>>>

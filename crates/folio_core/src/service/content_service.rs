//! Slug-addressed content façades (blog posts, projects, case studies, logo
//! stories).
//!
//! # Responsibility
//! - Create, read, update and delete content by slug through the slug index.
//! - Keep slugs well-formed and unique per collection.
//! - Order listings the way each page shows them.
//!
//! # Invariants
//! - A slug is lowercase ASCII words joined by single hyphens.
//! - Create, import and slug-changing updates reject slugs already in use.
//! - Delete by slug is idempotent.

use crate::config::{SLUG_FIELD, SLUG_INDEX};
use crate::model::codec::payload_fields;
use crate::model::item::{Item, ItemId};
use crate::model::records::{
    BlogPost, BlogPostPatch, CaseStudy, CaseStudyPatch, LogoStory, LogoStoryPatch, Project,
    ProjectPatch,
};
use crate::repo::item_repo::ItemRepository;
use crate::service::{ServiceError, ServiceResult};
use log::info;
use once_cell::sync::Lazy;
use regex::Regex;
use serde::de::DeserializeOwned;
use serde::Serialize;
use serde_json::Value;
use std::cmp::Ordering;
use std::collections::BTreeSet;

static SLUG_RE: Lazy<Regex> =
    Lazy::new(|| Regex::new(r"^[a-z0-9]+(?:-[a-z0-9]+)*$").expect("valid slug regex"));

const MAX_SLUG_CHARS: usize = 96;

/// Content kind stored in a slug-indexed collection.
pub trait ContentRecord: Serialize + DeserializeOwned + Send + Sync + 'static {
    /// Typed partial update for this kind.
    type Patch: Serialize + Send + Sync;

    /// Singular noun used in errors and log lines.
    const KIND: &'static str;

    fn slug(&self) -> &str;

    /// Whether the record is visible on public pages.
    fn is_published(&self) -> bool {
        true
    }

    /// Listing order for this kind's index page.
    fn listing_order(a: &Item<Self>, b: &Item<Self>) -> Ordering {
        b.created_at.cmp(&a.created_at).then_with(|| a.id.cmp(&b.id))
    }
}

impl ContentRecord for BlogPost {
    type Patch = BlogPostPatch;
    const KIND: &'static str = "blog post";

    fn slug(&self) -> &str {
        &self.slug
    }

    fn is_published(&self) -> bool {
        self.published
    }

    /// Newest publication first; unpublished drafts fall back to creation time.
    fn listing_order(a: &Item<Self>, b: &Item<Self>) -> Ordering {
        let published_at = |item: &Item<Self>| item.fields.published_at.unwrap_or(item.created_at);
        published_at(b)
            .cmp(&published_at(a))
            .then_with(|| a.id.cmp(&b.id))
    }
}

impl ContentRecord for Project {
    type Patch = ProjectPatch;
    const KIND: &'static str = "project";

    fn slug(&self) -> &str {
        &self.slug
    }

    fn listing_order(a: &Item<Self>, b: &Item<Self>) -> Ordering {
        a.fields
            .sort_order
            .cmp(&b.fields.sort_order)
            .then_with(|| a.fields.title.cmp(&b.fields.title))
    }
}

impl ContentRecord for CaseStudy {
    type Patch = CaseStudyPatch;
    const KIND: &'static str = "case study";

    fn slug(&self) -> &str {
        &self.slug
    }

    fn is_published(&self) -> bool {
        self.published
    }
}

impl ContentRecord for LogoStory {
    type Patch = LogoStoryPatch;
    const KIND: &'static str = "logo story";

    fn slug(&self) -> &str {
        &self.slug
    }

    fn is_published(&self) -> bool {
        self.published
    }
}

/// Checks slug format.
pub fn validate_slug(slug: &str) -> ServiceResult<()> {
    if slug.len() > MAX_SLUG_CHARS || !SLUG_RE.is_match(slug) {
        return Err(ServiceError::InvalidSlug(slug.to_string()));
    }
    Ok(())
}

/// Façade for one slug-addressed content kind.
pub struct ContentService<T: ContentRecord> {
    repo: ItemRepository<T>,
}

impl<T: ContentRecord> Clone for ContentService<T> {
    fn clone(&self) -> Self {
        Self {
            repo: self.repo.clone(),
        }
    }
}

impl<T: ContentRecord> ContentService<T> {
    pub fn new(repo: ItemRepository<T>) -> Self {
        Self { repo }
    }

    /// Engine bound to this kind's collection.
    pub fn repository(&self) -> &ItemRepository<T> {
        &self.repo
    }

    /// Creates a record after checking its slug.
    ///
    /// # Errors
    /// - `InvalidSlug`, `DuplicateSlug`, or engine failures.
    pub async fn create(&self, record: T) -> ServiceResult<Item<T>> {
        validate_slug(record.slug())?;
        self.ensure_slug_free(record.slug(), None).await?;
        let item = self.repo.insert(record).await?;
        info!(
            "event=content_create module=service status=ok kind={} collection={} id={}",
            T::KIND,
            self.repo.collection(),
            item.id
        );
        Ok(item)
    }

    pub async fn get(&self, id: ItemId) -> ServiceResult<Option<Item<T>>> {
        Ok(self.repo.fetch(id).await?)
    }

    pub async fn get_by_slug(&self, slug: &str) -> ServiceResult<Option<Item<T>>> {
        Ok(self.repo.find_by_field(SLUG_INDEX, SLUG_FIELD, slug).await?)
    }

    /// All records in listing order, drafts included.
    pub async fn list(&self) -> ServiceResult<Vec<Item<T>>> {
        let mut items = self.repo.scan_all().await?;
        items.sort_by(T::listing_order);
        Ok(items)
    }

    /// Published records in listing order.
    pub async fn list_published(&self) -> ServiceResult<Vec<Item<T>>> {
        let mut items = self.list().await?;
        items.retain(|item| item.fields.is_published());
        Ok(items)
    }

    /// Applies `patch` to the record currently holding `slug`.
    ///
    /// # Errors
    /// - `NotFound` when no record holds `slug` (or it vanished mid-update).
    /// - `InvalidSlug`/`DuplicateSlug` when the patch renames the slug badly.
    pub async fn update_by_slug(&self, slug: &str, patch: &T::Patch) -> ServiceResult<Item<T>> {
        let current = self
            .get_by_slug(slug)
            .await?
            .ok_or_else(|| self.not_found(slug))?;

        let fields = payload_fields(patch)?;
        if let Some(renamed) = fields.get(SLUG_FIELD) {
            let Value::String(new_slug) = renamed else {
                return Err(ServiceError::InvalidSlug(renamed.to_string()));
            };
            if new_slug != slug {
                validate_slug(new_slug)?;
                self.ensure_slug_free(new_slug, Some(current.id)).await?;
            }
        }

        self.repo
            .update(current.id, &fields)
            .await?
            .ok_or_else(|| self.not_found(slug))
    }

    /// Deletes the record holding `slug`; `false` when there was none.
    pub async fn delete_by_slug(&self, slug: &str) -> ServiceResult<bool> {
        match self.get_by_slug(slug).await? {
            Some(item) => Ok(self.repo.remove(item.id).await?),
            None => Ok(false),
        }
    }

    /// Bulk-creates records (e.g. a content migration) through batch insert.
    ///
    /// Slugs are checked against each other and against stored records
    /// before anything is written.
    pub async fn import(&self, records: Vec<T>) -> ServiceResult<Vec<Item<T>>> {
        let mut seen = BTreeSet::new();
        for record in &records {
            validate_slug(record.slug())?;
            if !seen.insert(record.slug().to_string()) {
                return Err(ServiceError::DuplicateSlug(record.slug().to_string()));
            }
            self.ensure_slug_free(record.slug(), None).await?;
        }
        Ok(self.repo.batch_insert(records).await?)
    }

    async fn ensure_slug_free(&self, slug: &str, owner: Option<ItemId>) -> ServiceResult<()> {
        match self.get_by_slug(slug).await? {
            Some(existing) if Some(existing.id) != owner => {
                Err(ServiceError::DuplicateSlug(slug.to_string()))
            }
            _ => Ok(()),
        }
    }

    fn not_found(&self, slug: &str) -> ServiceError {
        ServiceError::NotFound {
            kind: T::KIND,
            key: slug.to_string(),
        }
    }
}

impl ContentService<Project> {
    /// Featured projects in display order.
    pub async fn list_featured(&self) -> ServiceResult<Vec<Item<Project>>> {
        let mut items = self.list().await?;
        items.retain(|item| item.fields.featured);
        Ok(items)
    }
}

impl ContentService<BlogPost> {
    /// Published posts carrying `tag` (case-insensitive), newest first.
    pub async fn list_published_with_tag(&self, tag: &str) -> ServiceResult<Vec<Item<BlogPost>>> {
        let wanted = tag.trim().to_lowercase();
        let mut items = self.list_published().await?;
        items.retain(|item| {
            item.fields
                .tags
                .iter()
                .any(|candidate| candidate.to_lowercase() == wanted)
        });
        Ok(items)
    }
}
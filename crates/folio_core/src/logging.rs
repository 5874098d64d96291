//! Logging bootstrap and log-line hygiene for the item store core.
//!
//! # Responsibility
//! - Start file-based rolling logs once per process.
//! - Keep logged values single-line and bounded.
//!
//! # Invariants
//! - Initialization is idempotent for the same level and directory.
//! - Re-initialization with a different level or directory is rejected.
//! - Initialization never panics.
//! - Events are `key=value` lines starting with `event=`.

use flexi_logger::{Cleanup, Criterion, FileSpec, Logger, LoggerHandle, Naming, WriteMode};
use log::{error, info};
use once_cell::sync::OnceCell;
use std::fmt::Display;
use std::path::{Path, PathBuf};

pub const ENV_LOG_LEVEL: &str = "FOLIO_LOG_LEVEL";
pub const ENV_LOG_DIR: &str = "FOLIO_LOG_DIR";

const LOG_FILE_BASENAME: &str = "folio";
const MAX_LOG_FILE_SIZE_BYTES: u64 = 10 * 1024 * 1024;
const MAX_LOG_FILES: usize = 5;
const MAX_LOGGED_VALUE_CHARS: usize = 240;
const MAX_PANIC_PAYLOAD_CHARS: usize = 160;

static LOGGING_STATE: OnceCell<LoggingState> = OnceCell::new();
static PANIC_HOOK_INSTALLED: OnceCell<()> = OnceCell::new();

struct LoggingState {
    level: &'static str,
    log_dir: PathBuf,
    _logger: LoggerHandle,
}

/// Starts rolling file logs at `log_dir` with `level`.
///
/// # Errors
/// - Unsupported `level`.
/// - Empty or relative `log_dir`, or a directory that cannot be created.
/// - Logging already active with another level or directory.
/// - Logger backend failure.
pub fn init_logging(level: &str, log_dir: &str) -> Result<(), String> {
    let level = normalize_level(level)?;
    let log_dir = normalize_log_dir(log_dir)?;

    let state = LOGGING_STATE.get_or_try_init(|| start_logger(level, &log_dir))?;
    if state.log_dir != log_dir {
        return Err(format!(
            "logging already initialized at `{}`; refusing to switch to `{}`",
            state.log_dir.display(),
            log_dir.display()
        ));
    }
    if state.level != level {
        return Err(format!(
            "logging already initialized with level `{}`; refusing to switch to `{level}`",
            state.level
        ));
    }
    Ok(())
}

/// Starts logging from `FOLIO_LOG_DIR` / `FOLIO_LOG_LEVEL`.
///
/// Returns `Ok(false)` without doing anything when no directory is set.
pub fn init_logging_from_env() -> Result<bool, String> {
    let Some(log_dir) = std::env::var(ENV_LOG_DIR)
        .ok()
        .filter(|dir| !dir.trim().is_empty())
    else {
        return Ok(false);
    };
    let level = std::env::var(ENV_LOG_LEVEL).unwrap_or_else(|_| default_log_level().to_string());
    init_logging(&level, &log_dir)?;
    Ok(true)
}

/// Returns `(level, log_dir)` once logging is active.
pub fn logging_status() -> Option<(&'static str, PathBuf)> {
    LOGGING_STATE
        .get()
        .map(|state| (state.level, state.log_dir.clone()))
}

/// `debug` for debug builds, `info` for release builds.
pub fn default_log_level() -> &'static str {
    if cfg!(debug_assertions) {
        "debug"
    } else {
        "info"
    }
}

/// Renders a value for a `key=value` log field: one line, bounded length.
pub(crate) fn log_value(value: &impl Display) -> String {
    sanitize_message(&value.to_string(), MAX_LOGGED_VALUE_CHARS)
}

fn start_logger(level: &'static str, log_dir: &Path) -> Result<LoggingState, String> {
    std::fs::create_dir_all(log_dir).map_err(|err| {
        format!(
            "failed to create log directory `{}`: {err}",
            log_dir.display()
        )
    })?;

    let logger = Logger::try_with_str(level)
        .map_err(|err| format!("invalid log level `{level}`: {err}"))?
        .log_to_file(
            FileSpec::default()
                .directory(log_dir)
                .basename(LOG_FILE_BASENAME),
        )
        .rotate(
            Criterion::Size(MAX_LOG_FILE_SIZE_BYTES),
            Naming::Numbers,
            Cleanup::KeepLogFiles(MAX_LOG_FILES),
        )
        .write_mode(WriteMode::BufferAndFlush)
        .append()
        .format_for_files(flexi_logger::detailed_format)
        .start()
        .map_err(|err| format!("failed to start logger: {err}"))?;

    install_panic_hook_once();
    info!(
        "event=core_init module=core status=ok level={level} log_dir={} version={}",
        log_dir.display(),
        env!("CARGO_PKG_VERSION")
    );

    Ok(LoggingState {
        level,
        log_dir: log_dir.to_path_buf(),
        _logger: logger,
    })
}

fn normalize_level(level: &str) -> Result<&'static str, String> {
    match level.trim().to_ascii_lowercase().as_str() {
        "trace" => Ok("trace"),
        "debug" => Ok("debug"),
        "info" => Ok("info"),
        "warn" | "warning" => Ok("warn"),
        "error" => Ok("error"),
        other => Err(format!(
            "unsupported log level `{other}`; expected trace|debug|info|warn|error"
        )),
    }
}

fn normalize_log_dir(log_dir: &str) -> Result<PathBuf, String> {
    let trimmed = log_dir.trim();
    if trimmed.is_empty() {
        return Err("log_dir cannot be empty".to_string());
    }
    let path = Path::new(trimmed);
    if !path.is_absolute() {
        return Err(format!("log_dir must be an absolute path, got `{trimmed}`"));
    }
    Ok(path.to_path_buf())
}

fn install_panic_hook_once() {
    if PANIC_HOOK_INSTALLED.set(()).is_err() {
        return;
    }

    let previous_hook = std::panic::take_hook();
    std::panic::set_hook(Box::new(move |panic_info| {
        let location = panic_info
            .location()
            .map(|loc| format!("{}:{}", loc.file(), loc.line()))
            .unwrap_or_else(|| "unknown".to_string());
        let payload = if let Some(message) = panic_info.payload().downcast_ref::<&str>() {
            (*message).to_string()
        } else if let Some(message) = panic_info.payload().downcast_ref::<String>() {
            message.clone()
        } else {
            "non-string panic payload".to_string()
        };
        error!(
            "event=panic_captured module=core status=error location={location} payload={}",
            sanitize_message(&payload, MAX_PANIC_PAYLOAD_CHARS)
        );
        previous_hook(panic_info);
    }));
}

fn sanitize_message(value: &str, max_chars: usize) -> String {
    let normalized = value.replace(['\n', '\r'], " ");
    let mut truncated = normalized.chars().take(max_chars).collect::<String>();
    if normalized.chars().count() > max_chars {
        truncated.push_str("...");
    }
    truncated
}
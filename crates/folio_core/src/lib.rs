//! Core persistence layer for the folio site.
//! Every record kind is stored through the generic item engine in `repo`.

pub mod config;
pub mod db;
pub mod logging;
pub mod model;
pub mod repo;
pub mod service;
pub mod store;

pub use config::{CollectionNames, ConfigError, StoreConfig};
pub use logging::{default_log_level, init_logging, init_logging_from_env, logging_status};
pub use model::item::{Document, FieldMap, Item, ItemId};
pub use model::records::{
    Asset, AssetPatch, BlogPost, BlogPostPatch, CaseStudy, CaseStudyPatch, Download, LogoStory,
    LogoStoryPatch, Project, ProjectPatch, Submission,
};
pub use repo::batch::{BatchFailure, BatchInsertOutcome, ChunkOutcome};
pub use repo::item_repo::{ItemRepository, RepoError, RepoResult};
pub use service::{ServiceError, ServiceResult, SiteServices};
pub use store::{
    get_handle, provision_site_schema, KvStore, SqliteKvStore, StoreError, StoreHandle,
    MAX_BATCH_WRITE_ITEMS,
};

/// Returns the core crate version.
pub fn core_version() -> &'static str {
    env!("CARGO_PKG_VERSION")
}
//! Item codec: id/timestamp issue and document shaping.
//!
//! # Responsibility
//! - Generate item ids and envelope timestamps.
//! - Convert typed items to and from schemaless store documents.
//! - Merge partial-update fields with the mandatory `updated_at` bump.
//!
//! # Invariants
//! - Pure data shaping; nothing here performs I/O.
//! - `now_ms` never returns the same value twice within a process.
//! - `prepare_update` never mutates its input and never emits `id` or
//!   `created_at`.

use crate::model::item::{
    Document, FieldMap, Item, ItemId, CREATED_AT_FIELD, ENVELOPE_FIELDS, ID_FIELD,
    UPDATED_AT_FIELD,
};
use serde::de::DeserializeOwned;
use serde::Serialize;
use serde_json::Value;
use std::error::Error;
use std::fmt::{Display, Formatter};
use std::sync::atomic::{AtomicI64, Ordering};
use std::time::{SystemTime, UNIX_EPOCH};
use uuid::Uuid;

static LAST_ISSUED_MS: AtomicI64 = AtomicI64::new(0);

/// Document shaping failures.
#[derive(Debug)]
pub enum CodecError {
    /// Payload did not serialize to a JSON object.
    NotAnObject(&'static str),
    /// Payload carries a field owned by the envelope.
    ReservedField(String),
    Json(serde_json::Error),
}

impl Display for CodecError {
    fn fmt(&self, f: &mut Formatter<'_>) -> std::fmt::Result {
        match self {
            Self::NotAnObject(kind) => write!(f, "{kind} must serialize to a JSON object"),
            Self::ReservedField(field) => {
                write!(f, "payload must not set envelope field `{field}`")
            }
            Self::Json(err) => write!(f, "json: {err}"),
        }
    }
}

impl Error for CodecError {
    fn source(&self) -> Option<&(dyn Error + 'static)> {
        match self {
            Self::Json(err) => Some(err),
            _ => None,
        }
    }
}

impl From<serde_json::Error> for CodecError {
    fn from(value: serde_json::Error) -> Self {
        Self::Json(value)
    }
}

/// Generates a fresh random item id.
pub fn new_item_id() -> ItemId {
    Uuid::new_v4()
}

/// Returns the current Unix time in milliseconds.
///
/// Values are strictly increasing across calls in one process: when the wall
/// clock has not advanced (or went backwards) the previous value plus one is
/// issued instead.
pub fn now_ms() -> i64 {
    let wall = SystemTime::now()
        .duration_since(UNIX_EPOCH)
        .ok()
        .and_then(|elapsed| i64::try_from(elapsed.as_millis()).ok())
        .unwrap_or(0);

    let mut last = LAST_ISSUED_MS.load(Ordering::Relaxed);
    loop {
        let next = wall.max(last + 1);
        match LAST_ISSUED_MS.compare_exchange_weak(last, next, Ordering::AcqRel, Ordering::Relaxed)
        {
            Ok(_) => return next,
            Err(actual) => last = actual,
        }
    }
}

/// Wraps a payload in a fresh envelope stamped with `now`.
pub fn stamp<T>(fields: T, now: i64) -> Item<T> {
    Item {
        id: new_item_id(),
        created_at: now,
        updated_at: now,
        fields,
    }
}

/// Serializes a payload (or patch) into a field map.
///
/// # Errors
/// - `NotAnObject` when `T` is not a struct/map shape.
pub fn payload_fields<T: Serialize>(payload: &T) -> Result<FieldMap, CodecError> {
    match serde_json::to_value(payload)? {
        Value::Object(map) => Ok(map),
        _ => Err(CodecError::NotAnObject("payload")),
    }
}

/// Builds the stored document for an item.
///
/// # Errors
/// - `ReservedField` when the payload serializes an envelope key.
pub fn to_document<T: Serialize>(item: &Item<T>) -> Result<Document, CodecError> {
    let fields = payload_fields(&item.fields)?;
    if let Some(field) = ENVELOPE_FIELDS.iter().find(|key| fields.contains_key(**key)) {
        return Err(CodecError::ReservedField((*field).to_string()));
    }

    let mut document = Document::new();
    document.insert(ID_FIELD.to_string(), Value::String(item.key()));
    document.insert(CREATED_AT_FIELD.to_string(), Value::from(item.created_at));
    document.insert(UPDATED_AT_FIELD.to_string(), Value::from(item.updated_at));
    document.extend(fields);
    Ok(document)
}

/// Decodes a stored document into a typed item.
pub fn from_document<T: DeserializeOwned>(document: Document) -> Result<Item<T>, CodecError> {
    Ok(serde_json::from_value(Value::Object(document))?)
}

/// Produces the field set actually sent to the store for a partial update.
///
/// `id` and `created_at` are dropped, `updated_at` is forced to `now`; the
/// caller's map is left untouched.
pub fn prepare_update(fields: &FieldMap, now: i64) -> FieldMap {
    let mut changes: FieldMap = fields
        .iter()
        .filter(|(key, _)| key.as_str() != ID_FIELD && key.as_str() != CREATED_AT_FIELD)
        .map(|(key, value)| (key.clone(), value.clone()))
        .collect();
    changes.insert(UPDATED_AT_FIELD.to_string(), Value::from(now));
    changes
}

<<<

*Activity*
Word for word, reproduce the listing from its first line through the line that has "the slug index." in it, and go no further.

*Written response*
filename crates/folio_core/src/service/content_service.rs
//! Slug-addressed content façades (blog posts, projects, case studies, logo
//! stories).
//!
//! # Responsibility
//! - Create, read, update and delete content by slug through the slug index.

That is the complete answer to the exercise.